_Exercise instructions_
Below are records. Find each line in them that holds the word "keyboard" and copy it.

START Data records

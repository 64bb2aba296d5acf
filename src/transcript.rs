//! Transcript lines, timestamps and the dual file/console sink

use crate::error::LoggerError;
use chrono::{DateTime, Local, TimeZone};
use std::fmt;
use std::io::{self, Write};

/// Second resolution, local time, fixed width
pub const TIMESTAMP_FORMAT: &str = "%Y-%m-%d %H:%M:%S";

/// Format an instant as `YYYY-MM-DD HH:MM:SS`
pub fn format_timestamp<Tz: TimeZone>(at: &DateTime<Tz>) -> String
where
    Tz::Offset: fmt::Display,
{
    at.format(TIMESTAMP_FORMAT).to_string()
}

/// Current local wall-clock time, formatted
pub fn timestamp_now() -> String {
    format_timestamp(&Local::now())
}

/// One timestamped entry of the transcript
#[derive(Debug, Clone, PartialEq, Eq)]
pub struct TranscriptLine {
    pub timestamp: String,
    pub label: String,
}

impl TranscriptLine {
    pub fn new(timestamp: impl Into<String>, label: impl Into<String>) -> Self {
        Self {
            timestamp: timestamp.into(),
            label: label.into(),
        }
    }

    /// Line stamped with the current local time
    pub fn now(label: impl Into<String>) -> Self {
        Self::new(timestamp_now(), label)
    }
}

impl fmt::Display for TranscriptLine {
    fn fmt(&self, f: &mut fmt::Formatter<'_>) -> fmt::Result {
        write!(f, "[{}] {}", self.timestamp, self.label)
    }
}

/// Writes transcript lines to an append-only file and mirrors them to the console.
///
/// The file is flushed after every line.
pub struct TranscriptSink<F: Write, M: Write = io::Stdout> {
    file: F,
    mirror: Option<M>,
    lines_written: u64,
}

impl<F: Write> TranscriptSink<F, io::Stdout> {
    /// Sink mirroring to standard output
    pub fn with_stdout(file: F) -> Self {
        Self::new(file, Some(io::stdout()))
    }
}

impl<F: Write, M: Write> TranscriptSink<F, M> {
    pub fn new(file: F, mirror: Option<M>) -> Self {
        Self {
            file,
            mirror,
            lines_written: 0,
        }
    }

    /// Write one line to the file, flush it, then mirror it
    pub fn write_line(&mut self, line: &TranscriptLine) -> Result<(), LoggerError> {
        let text = format!("{}\n", line);

        self.file
            .write_all(text.as_bytes())
            .and_then(|_| self.file.flush())
            .map_err(LoggerError::Write)?;

        if let Some(mirror) = self.mirror.as_mut() {
            mirror
                .write_all(text.as_bytes())
                .and_then(|_| mirror.flush())
                .map_err(LoggerError::Write)?;
        }

        self.lines_written += 1;
        Ok(())
    }

    /// Number of lines written so far
    pub fn lines_written(&self) -> u64 {
        self.lines_written
    }

    pub fn file(&self) -> &F {
        &self.file
    }

    pub fn mirror(&self) -> Option<&M> {
        self.mirror.as_ref()
    }

    /// Flush both outputs and hand back the file
    pub fn close(mut self) -> io::Result<F> {
        if let Some(mirror) = self.mirror.as_mut() {
            mirror.flush()?;
        }
        self.file.flush()?;
        Ok(self.file)
    }
}
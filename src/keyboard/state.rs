//! Modifier key state tracking

use super::{KeyCode, KeyValue, RawEvent};
use evdev::Key;

/// Live state of the modifier keys.
///
/// Shift, ctrl and meta mirror the most recent press or release of either
/// the left or right key. Caps lock is a toggle flipped on fresh presses only.
#[derive(Debug, Clone, Copy, Default, PartialEq, Eq)]
pub struct ModifierState {
    pub shift: bool,
    pub ctrl: bool,
    pub meta: bool,
    pub caps_lock: bool,
}

impl ModifierState {
    pub fn new() -> Self {
        Self::default()
    }

    /// Update state from a key record.
    ///
    /// Touches at most one field. Returns `true` if the code was a modifier.
    pub fn process_event(&mut self, event: &RawEvent) -> bool {
        if !event.is_key() {
            return false;
        }
        self.apply(KeyCode(event.code), event.key_value())
    }

    /// Apply a key transition to the modifier state
    pub fn apply(&mut self, code: KeyCode, value: KeyValue) -> bool {
        // Press and repeat both count as down
        let down = value != KeyValue::Release;

        match Key::new(code.0) {
            Key::KEY_LEFTSHIFT | Key::KEY_RIGHTSHIFT => self.shift = down,
            Key::KEY_LEFTCTRL | Key::KEY_RIGHTCTRL => self.ctrl = down,
            Key::KEY_LEFTMETA | Key::KEY_RIGHTMETA => self.meta = down,
            Key::KEY_CAPSLOCK => {
                if value == KeyValue::Press {
                    self.caps_lock = !self.caps_lock;
                }
            }
            _ => return false,
        }
        true
    }

    /// Effective case for letter keys: shift XOR caps lock
    pub fn is_upper(&self) -> bool {
        self.shift ^ self.caps_lock
    }
}
//! Error types for the transcript logger

use std::io;
use thiserror::Error;

/// Failures that end a logging session with a non-zero status.
///
/// Interrupted reads and short reads are not represented here: the first is
/// retried and the second is a normal end of stream.
#[derive(Debug, Error)]
pub enum LoggerError {
    /// The event source returned an error other than `Interrupted`
    #[error("read error: {0}")]
    Read(#[source] io::Error),
    /// A transcript line could not be written or flushed
    #[error("transcript write error: {0}")]
    Write(#[source] io::Error),
    /// The interrupt handler could not be installed
    #[error("failed to install interrupt handler: {0}")]
    Signal(#[from] nix::errno::Errno),
}

impl LoggerError {
    /// Process exit status reported for this error
    pub fn exit_code(&self) -> i32 {
        1
    }
}
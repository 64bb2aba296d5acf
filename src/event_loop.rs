//! The record-at-a-time read loop
//!
//! One blocking read, one record, fully handled before the next read.
//! There is no timeout; the loop ends on end of stream, a fatal error or
//! a shutdown request.

use crate::error::LoggerError;
use crate::keyboard::{
    read_record, translate, unhandled_label, KeyCode, KeyLabel, ModifierState, RawEvent,
    ReadOutcome, RECORD_SIZE,
};
use crate::shutdown::{LoggerHandle, ShutdownFlag, ShutdownReason};
use crate::transcript::{TranscriptLine, TranscriptSink};
use log::{debug, info, trace};
use std::fmt;
use std::io::{Read, Write};

/// Counters for one logging session
#[derive(Debug, Clone, Copy, Default, PartialEq, Eq)]
pub struct LoopStats {
    /// Full-size records read
    pub records_read: u64,
    /// Records of type EV_KEY
    pub key_records: u64,
    /// Transcript lines emitted
    pub lines_written: u64,
    /// Lines that used the numeric fallback
    pub unhandled: u64,
    /// Reads retried after a signal
    pub interrupted_reads: u64,
}

impl fmt::Display for LoopStats {
    fn fmt(&self, f: &mut fmt::Formatter<'_>) -> fmt::Result {
        write!(
            f,
            "{} record(s) read, {} key record(s), {} line(s) written, {} unhandled code(s), {} interrupted read(s)",
            self.records_read,
            self.key_records,
            self.lines_written,
            self.unhandled,
            self.interrupted_reads
        )
    }
}

/// Drives the modifier tracker and the translator over an event source
pub struct EventLoop {
    modifiers: ModifierState,
    stats: LoopStats,
    buffer: [u8; RECORD_SIZE],
}

impl EventLoop {
    pub fn new() -> Self {
        Self {
            modifiers: ModifierState::new(),
            stats: LoopStats::default(),
            buffer: [0u8; RECORD_SIZE],
        }
    }

    pub fn stats(&self) -> LoopStats {
        self.stats
    }

    /// Read and handle records until the source ends, fails or shutdown is requested
    pub fn run<S: Read, F: Write, M: Write>(
        &mut self,
        handle: &mut LoggerHandle<S, F, M>,
        shutdown: &ShutdownFlag,
    ) -> ShutdownReason {
        let reason = match handle.parts_mut() {
            Some((source, sink)) => self.read_until_stopped(source, sink, shutdown),
            None => ShutdownReason::EndOfStream { bytes_read: 0 },
        };

        info!("session summary: {}", self.stats);
        reason
    }

    fn read_until_stopped<S: Read, F: Write, M: Write>(
        &mut self,
        source: &mut S,
        sink: &mut TranscriptSink<F, M>,
        shutdown: &ShutdownFlag,
    ) -> ShutdownReason {
        loop {
            // A signal landing after this check and before the read starts is
            // only noticed once the read returns.
            if shutdown.is_requested() {
                return ShutdownReason::Interrupted;
            }

            match read_record(source, &mut self.buffer) {
                ReadOutcome::Event(event) => {
                    self.stats.records_read += 1;
                    if let Err(e) = self.handle_event(&event, sink) {
                        return ShutdownReason::Failed(e);
                    }
                }
                ReadOutcome::Interrupted => {
                    if shutdown.is_requested() {
                        return ShutdownReason::Interrupted;
                    }
                    self.stats.interrupted_reads += 1;
                    debug!("read interrupted, retrying");
                }
                ReadOutcome::EndOfStream { bytes_read } => {
                    return ShutdownReason::EndOfStream { bytes_read };
                }
                ReadOutcome::Failed(e) => {
                    return ShutdownReason::Failed(LoggerError::Read(e));
                }
            }
        }
    }

    /// Update modifier state and, for loggable key records, write one line.
    ///
    /// Returns the line that was written, if any.
    pub fn handle_event<F: Write, M: Write>(
        &mut self,
        event: &RawEvent,
        sink: &mut TranscriptSink<F, M>,
    ) -> Result<Option<TranscriptLine>, LoggerError> {
        let Some(label) = self.label_for(event) else {
            return Ok(None);
        };

        let line = TranscriptLine::now(label);
        sink.write_line(&line)?;
        self.stats.lines_written += 1;
        Ok(Some(line))
    }

    /// Label for a record after applying it to the modifier state.
    ///
    /// `None` for non-key records, releases and modifier keys.
    pub fn label_for(&mut self, event: &RawEvent) -> Option<String> {
        if !event.is_key() {
            trace!("ignoring event type {} code {}", event.event_type, event.code);
            return None;
        }
        self.stats.key_records += 1;

        if self.modifiers.process_event(event) {
            trace!("modifiers now {:?}", self.modifiers);
        }

        if !event.key_value().is_loggable() {
            return None;
        }

        let code = KeyCode(event.code);
        match translate(code, self.modifiers.is_upper()) {
            KeyLabel::Text(text) => Some(text.to_string()),
            KeyLabel::Modifier => None,
            KeyLabel::Unrecognized => {
                self.stats.unhandled += 1;
                Some(unhandled_label(code))
            }
        }
    }
}

impl Default for EventLoop {
    fn default() -> Self {
        Self::new()
    }
}
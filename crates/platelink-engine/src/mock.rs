//! In-process mock of the remote ANPR engine.
//!
//! Emulates the service's callback protocol: every command is answered with
//! the matching completion event on the event channel, and while recognition
//! runs a background task streams synthetic result batches. Failure statuses
//! and a simulated process death are scriptable, which is what the session
//! tests and the demo binary run against.

use std::sync::atomic::{AtomicBool, AtomicU64, Ordering};
use std::sync::{Arc, Mutex};
use std::time::Duration;

use tokio::sync::mpsc;

use platelink_core::error::{PlatelinkError, Result};
use platelink_core::events::EngineEvent;
use platelink_core::params::{DeviceParams, RecognitionParams};
use platelink_core::types::{
    Confidence, EngineStatus, FrameSnapshot, PlateRead, PlateRect, PlateText, ResultBatch,
};

use crate::EngineLink;

/// Scripted behavior for the mock engine.
#[derive(Debug, Clone)]
pub struct MockEngineConfig {
    /// Status reported on the `opened` completion.
    pub open_status: EngineStatus,
    /// Status reported on the `started` completion.
    pub start_status: EngineStatus,
    /// Interval between synthetic result batches while recognizing.
    pub result_interval: Duration,
    /// Plate reads per synthetic batch.
    pub reads_per_batch: usize,
}

impl Default for MockEngineConfig {
    fn default() -> Self {
        Self {
            open_status: EngineStatus::Success,
            start_status: EngineStatus::Success,
            result_interval: Duration::from_millis(50),
            reads_per_batch: 1,
        }
    }
}

/// Mock engine holding the sender side of the callback channel.
///
/// The engine keeps its own authoritative copies of the configuration
/// blobs; event payloads are clones of those, never shared references.
pub struct MockEngine {
    config: MockEngineConfig,
    events: mpsc::UnboundedSender<EngineEvent>,
    device: Arc<Mutex<DeviceParams>>,
    recognition: Arc<Mutex<RecognitionParams>>,
    running: Arc<AtomicBool>,
    plate_counter: Arc<AtomicU64>,
}

impl MockEngine {
    /// Create a mock engine and the receiver end of its event channel.
    pub fn new(config: MockEngineConfig) -> (Self, mpsc::UnboundedReceiver<EngineEvent>) {
        let (tx, rx) = mpsc::unbounded_channel();
        let engine = Self {
            config,
            events: tx,
            device: Arc::new(Mutex::new(DeviceParams::default())),
            recognition: Arc::new(Mutex::new(RecognitionParams::default())),
            running: Arc::new(AtomicBool::new(false)),
            plate_counter: Arc::new(AtomicU64::new(0)),
        };
        (engine, rx)
    }

    /// Simulate the engine process dying. Stops any result stream and
    /// emits a single `Disconnected` event.
    pub fn kill(&self) {
        self.running.store(false, Ordering::SeqCst);
        let _ = self.events.send(EngineEvent::Disconnected);
    }

    /// Simulate an out-of-band settings change (e.g. the engine's own
    /// configuration screen). Emits `SettingsChanged` with copies of the
    /// new authoritative params.
    pub fn change_settings(&self, device: DeviceParams, recognition: RecognitionParams) {
        *self.device.lock().expect("device mutex poisoned") = device.clone();
        *self.recognition.lock().expect("recognition mutex poisoned") = recognition.clone();
        let _ = self.events.send(EngineEvent::SettingsChanged {
            device,
            recognition,
        });
    }

    /// Inject a raw event, for driving edge cases in tests.
    pub fn emit(&self, event: EngineEvent) {
        let _ = self.events.send(event);
    }

    fn send(&self, event: EngineEvent) -> Result<()> {
        self.events
            .send(event)
            .map_err(|_| PlatelinkError::Transport("engine event channel closed".to_string()))
    }

    fn synthetic_batch(counter: &AtomicU64, reads_per_batch: usize) -> ResultBatch {
        let reads = (0..reads_per_batch)
            .map(|_| {
                let n = counter.fetch_add(1, Ordering::SeqCst);
                PlateRead {
                    plate: PlateText::new(format!("MK{:02} TST", n % 100)),
                    confidence: Confidence::new(0.85),
                    region: PlateRect {
                        x: 100,
                        y: 200,
                        width: 160,
                        height: 48,
                    },
                }
            })
            .collect();
        ResultBatch::new(
            reads,
            FrameSnapshot {
                width: 1280,
                height: 720,
                data: Vec::new(),
            },
        )
    }
}

impl EngineLink for MockEngine {
    fn open(&self) -> Result<()> {
        let device = self.device.lock().expect("device mutex poisoned").clone();
        let recognition = self
            .recognition
            .lock()
            .expect("recognition mutex poisoned")
            .clone();
        self.send(EngineEvent::Opened {
            status: self.config.open_status,
            device,
            recognition,
            recognizing: self.running.load(Ordering::SeqCst),
        })
    }

    fn setup(&self, device: DeviceParams) -> Result<()> {
        *self.device.lock().expect("device mutex poisoned") = device.clone();
        self.send(EngineEvent::SetupComplete {
            status: EngineStatus::Success,
            device,
        })
    }

    fn begin_recognition(&self, recognition: RecognitionParams) -> Result<()> {
        if !self.config.start_status.is_success() {
            return self.send(EngineEvent::Started {
                status: self.config.start_status,
            });
        }

        *self.recognition.lock().expect("recognition mutex poisoned") = recognition;
        self.running.store(true, Ordering::SeqCst);
        self.send(EngineEvent::Started {
            status: EngineStatus::Success,
        })?;

        // Stream synthetic batches until stopped. Requires a tokio runtime.
        let events = self.events.clone();
        let running = Arc::clone(&self.running);
        let counter = Arc::clone(&self.plate_counter);
        let interval = self.config.result_interval;
        let reads_per_batch = self.config.reads_per_batch;
        tokio::spawn(async move {
            while running.load(Ordering::SeqCst) {
                tokio::time::sleep(interval).await;
                if !running.load(Ordering::SeqCst) {
                    break;
                }
                let batch = MockEngine::synthetic_batch(&counter, reads_per_batch);
                if events
                    .send(EngineEvent::Result {
                        status: EngineStatus::Success,
                        batch,
                    })
                    .is_err()
                {
                    break;
                }
            }
        });
        Ok(())
    }

    fn end_recognition(&self) -> Result<()> {
        self.running.store(false, Ordering::SeqCst);
        self.send(EngineEvent::Stopped {
            status: EngineStatus::Success,
        })
    }

    fn close(&self) -> Result<()> {
        self.running.store(false, Ordering::SeqCst);
        self.send(EngineEvent::Closed {
            status: EngineStatus::Success,
        })
    }
}
/// Consumer-side view of the session lifecycle, one method per engine
/// event. All methods have empty default bodies so a consumer implements
/// only what it cares about.
///
/// Each completion method carries the engine's status; `on_engine_failure`
/// is additionally invoked for anything that went wrong asynchronously —
/// `PlatelinkError::Engine` for a completion with a failure status,
/// `PlatelinkError::Disconnected` when the engine process dies — so a
/// consumer can centralize error handling on the one taxonomy without
/// matching every event.
pub trait SessionListener: Send + Sync {
    fn on_opened(&self, _status: EngineStatus) {}
    fn on_setup_complete(&self, _status: EngineStatus) {}
    fn on_started(&self, _status: EngineStatus) {}
    fn on_stopped(&self, _status: EngineStatus) {}
    fn on_closed(&self, _status: EngineStatus) {}
    fn on_settings_changed(&self, _device: DeviceParams, _recognition: RecognitionParams) {}
    fn on_disconnected(&self) {}
    fn on_engine_failure(&self, _operation: &'static str, _error: PlatelinkError) {}
}

/// The session state machine and its result-delivery pipeline.
///
/// Commands are validated against the current state and rejected
/// synchronously when illegal — never queued. Racing commands (e.g.
/// `begin_recognition` vs. `close`) are therefore resolved by whichever
/// transition lands first; the loser gets `InvalidState`.
pub struct EngineSession {
    link: Arc<dyn EngineLink>,
    probe: Arc<dyn AvailabilityProbe>,
    state: StateMachine,
    store: ParameterStore,
    dispatcher: ResultDispatcher,
    listener: Mutex<Option<Arc<dyn SessionListener>>>,
    auto_setup: bool,
    epoch: AtomicU64,
}

impl EngineSession {
    /// Create a session against the given engine link and probe.
    /// The session starts in `Closed` with auto-setup enabled.
    pub fn new(link: Arc<dyn EngineLink>, probe: Arc<dyn AvailabilityProbe>) -> Self {
        Self {
            link,
            probe,
            state: StateMachine::new(),
            store: ParameterStore::new(),
            dispatcher: ResultDispatcher::new(),
            listener: Mutex::new(None),
            auto_setup: true,
            epoch: AtomicU64::new(0),
        }
    }

    /// Disable or re-enable the automatic `setup` issued after a
    /// successful open.
    pub fn with_auto_setup(mut self, auto_setup: bool) -> Self {
        self.auto_setup = auto_setup;
        self
    }

    /// Returns the current session state.
    pub fn state(&self) -> SessionState {
        self.state.current()
    }

    /// True iff recognition is running right now.
    pub fn is_recognition_running(&self) -> bool {
        self.state.current() == SessionState::Recognizing
    }

    /// Independent copies of the last-known-good engine configuration.
    pub fn params(&self) -> (DeviceParams, RecognitionParams) {
        self.store.snapshot()
    }

    /// The result-delivery pipeline, exposed for its counters.
    pub fn dispatcher(&self) -> &ResultDispatcher {
        &self.dispatcher
    }

    /// Register the sink recognition batches are forwarded to.
    pub fn register_sink(&self, sink: Arc<dyn ResultSink>) {
        self.dispatcher.register_sink(sink);
    }

    /// Drop the result sink; subsequent batches are discarded.
    pub fn clear_sink(&self) {
        self.dispatcher.clear_sink();
    }

    /// Open a connection to the engine.
    ///
    /// Fails with `NotInstalled` before any engine call if the probe
    /// reports the engine absent, and with `AlreadyOpen` when the session
    /// is not `Closed`. Otherwise transitions to `Opening` and issues the
    /// open command; the outcome arrives as `EngineEvent::Opened`.
    pub fn open(&self, listener: Arc<dyn SessionListener>) -> Result<()> {
        self.open_with(listener)
    }

    /// Re-run the open sequence with the listener retained from a
    /// previous session, e.g. after a disconnect or after the external
    /// configurator exits. Rejected with `AlreadyOpen` unless `Closed`.
    pub fn reconnect(&self) -> Result<()> {
        let retained = self
            .listener
            .lock()
            .expect("listener mutex poisoned")
            .clone();
        match retained {
            Some(listener) => self.open_with(listener),
            None => Err(PlatelinkError::InvalidState {
                operation: "reconnect",
                state: "Closed with no retained listener".to_string(),
            }),
        }
    }

    fn open_with(&self, listener: Arc<dyn SessionListener>) -> Result<()> {
        if !self.probe.is_available() {
            return Err(PlatelinkError::NotInstalled);
        }
        self.state
            .transition(SessionState::Opening)
            .map_err(|_| PlatelinkError::AlreadyOpen)?;

        *self.listener.lock().expect("listener mutex poisoned") = Some(listener);
        let epoch = self.epoch.fetch_add(1, Ordering::SeqCst) + 1;
        tracing::info!(epoch, "Opening engine session");

        self.link.open().map_err(|e| self.transport_reset(e))
    }

    /// Start recognition with the supplied parameters. Valid only from
    /// `Ready`; completion arrives as `EngineEvent::Started`.
    pub fn begin_recognition(&self, recognition: RecognitionParams) -> Result<()> {
        let current = self.state.current();
        if current != SessionState::Ready {
            return Err(PlatelinkError::InvalidState {
                operation: "begin_recognition",
                state: current.to_string(),
            });
        }
        self.state
            .transition(SessionState::Configuring)
            .map_err(|_| PlatelinkError::InvalidState {
                operation: "begin_recognition",
                state: self.state.current().to_string(),
            })?;

        self.link
            .begin_recognition(recognition)
            .map_err(|e| self.transport_reset(e))
    }

    /// Stop recognition. Valid only from `Recognizing`; completion arrives
    /// as `EngineEvent::Stopped`.
    pub fn end_recognition(&self) -> Result<()> {
        let current = self.state.current();
        if current != SessionState::Recognizing {
            return Err(PlatelinkError::InvalidState {
                operation: "end_recognition",
                state: current.to_string(),
            });
        }
        self.state
            .transition(SessionState::Stopping)
            .map_err(|_| PlatelinkError::InvalidState {
                operation: "end_recognition",
                state: self.state.current().to_string(),
            })?;

        self.link.end_recognition().map_err(|e| self.transport_reset(e))
    }

    /// Tear the session down. Valid from any state except `Closed`;
    /// idempotent while a close is already in flight. Honored even during
    /// `Opening`, `Configuring`, or `Recognizing` — completions of the
    /// superseded operation are discarded once the session is `Closing`.
    pub fn close(&self) -> Result<()> {
        match self.state.current() {
            SessionState::Closing => {
                tracing::debug!("Close already in progress");
                Ok(())
            }
            SessionState::Closed => Err(PlatelinkError::InvalidState {
                operation: "close",
                state: SessionState::Closed.to_string(),
            }),
            current => {
                self.state
                    .transition(SessionState::Closing)
                    .map_err(|_| PlatelinkError::InvalidState {
                        operation: "close",
                        state: self.state.current().to_string(),
                    })?;
                tracing::info!(from = %current, "Closing engine session");
                self.link.close().map_err(|e| self.transport_reset(e))
            }
        }
    }

    /// A transport error means the link itself is unusable: reset to the
    /// initial state so a fresh `open()` can be attempted.
    fn transport_reset(&self, err: PlatelinkError) -> PlatelinkError {
        tracing::warn!(error = %err, "Engine link unusable; resetting session");
        self.state.reset();
        err
    }

    fn notify<F: FnOnce(&dyn SessionListener)>(&self, f: F) {
        let listener = self
            .listener
            .lock()
            .expect("listener mutex poisoned")
            .clone();
        if let Some(listener) = listener {
            f(listener.as_ref());
        }
    }

    fn surface_failure(&self, operation: &'static str, status: EngineStatus) {
        tracing::warn!(operation, code = status.code(), "Engine reported failure");
        self.notify(|l| l.on_engine_failure(operation, PlatelinkError::Engine(status)));
    }

    /// Process one event from the engine callback channel.
    ///
    /// Dispatch is keyed on the current state: an event that is illegal
    /// for the state the session is in right now (typically a completion
    /// of a superseded operation) is ignored with a debug log.
    pub fn handle_event(&self, event: EngineEvent) {
        let state = self.state.current();
        let name = event.event_name();

        match event {
            EngineEvent::Opened {
                status,
                device,
                recognition,
                recognizing,
            } => {
                if state != SessionState::Opening {
                    tracing::debug!(event = name, %state, "Ignoring stale event");
                    return;
                }
                if status.is_success() {
                    self.store.sync_from(device.clone(), recognition);
                    let _ = self.state.transition(SessionState::Ready);
                    self.notify(|l| l.on_opened(status));
                    // The engine may already be recognizing for another
                    // consumer; only configure it when it reports idle.
                    if self.auto_setup && !recognizing {
                        if let Err(e) = self.link.setup(device) {
                            tracing::warn!(error = %e, "Post-open setup could not be issued");
                        }
                    }
                } else {
                    let _ = self.state.transition(SessionState::Failed);
                    self.notify(|l| l.on_opened(status));
                    self.surface_failure("opened", status);
                }
            }

            EngineEvent::SetupComplete { status, device } => {
                if !matches!(
                    state,
                    SessionState::Ready
                        | SessionState::Configuring
                        | SessionState::Recognizing
                        | SessionState::Stopping
                ) {
                    tracing::debug!(event = name, %state, "Ignoring stale event");
                    return;
                }
                if status.is_success() {
                    self.store.sync_device(device);
                } else {
                    self.surface_failure("setup_complete", status);
                }
                self.notify(|l| l.on_setup_complete(status));
            }

            EngineEvent::Started { status } => {
                if state != SessionState::Configuring {
                    tracing::debug!(event = name, %state, "Ignoring stale event");
                    return;
                }
                if status.is_success() {
                    let _ = self.state.transition(SessionState::Recognizing);
                } else {
                    let _ = self.state.transition(SessionState::Ready);
                    self.surface_failure("started", status);
                }
                self.notify(|l| l.on_started(status));
            }

            EngineEvent::Stopped { status } => {
                if state != SessionState::Stopping {
                    tracing::debug!(event = name, %state, "Ignoring stale event");
                    return;
                }
                let _ = self.state.transition(SessionState::Ready);
                if !status.is_success() {
                    self.surface_failure("stopped", status);
                }
                self.notify(|l| l.on_stopped(status));
            }

            EngineEvent::Result { status, batch } => {
                if state != SessionState::Recognizing {
                    tracing::debug!(event = name, %state, "Ignoring stale event");
                    return;
                }
                if status.is_success() {
                    self.dispatcher.deliver(batch);
                } else {
                    tracing::debug!(code = status.code(), "Skipping failed result batch");
                }
            }

            EngineEvent::SettingsChanged {
                device,
                recognition,
            } => {
                if !matches!(
                    state,
                    SessionState::Ready
                        | SessionState::Configuring
                        | SessionState::Recognizing
                        | SessionState::Stopping
                ) {
                    tracing::debug!(event = name, %state, "Ignoring stale event");
                    return;
                }
                self.store.sync_from(device.clone(), recognition.clone());
                self.notify(|l| l.on_settings_changed(device, recognition));
            }

            EngineEvent::Closed { status } => {
                if state != SessionState::Closing {
                    tracing::debug!(event = name, %state, "Ignoring stale event");
                    return;
                }
                let _ = self.state.transition(SessionState::Closed);
                // Release the listener; exactly one on_closed per close.
                let listener = self
                    .listener
                    .lock()
                    .expect("listener mutex poisoned")
                    .take();
                tracing::info!("Engine session closed");
                if let Some(listener) = listener {
                    listener.on_closed(status);
                }
            }

            EngineEvent::Disconnected => {
                if state == SessionState::Closed {
                    tracing::debug!(event = name, %state, "Ignoring stale event");
                    return;
                }
                // Hard reset, discarding any pending command. The listener
                // is retained so reconnect() can re-run the open sequence.
                self.state.reset();
                self.notify(|l| l.on_disconnected());
                self.notify(|l| l.on_engine_failure("disconnect", PlatelinkError::Disconnected));
            }

            // `EngineEvent` is #[non_exhaustive]; all current variants are
            // handled above.
            _ => {
                tracing::debug!(event = name, %state, "Ignoring unknown event");
            }
        }
    }

    /// Wire an engine event receiver to `handle_event` on a tokio task.
    pub fn spawn_event_pump(
        self: &Arc<Self>,
        mut receiver: mpsc::UnboundedReceiver<EngineEvent>,
    ) -> tokio::task::JoinHandle<()> {
        let session = Arc::clone(self);
        tokio::spawn(async move {
            while let Some(event) = receiver.recv().await {
                tracing::trace!(event = event.event_name(), "Engine event received");
                session.handle_event(event);
            }
            tracing::debug!("Engine event channel closed; pump finished");
        })
    }
}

END Data records

_Finished task_
filename src/keyboard/state.rs
use crate::keyboard::{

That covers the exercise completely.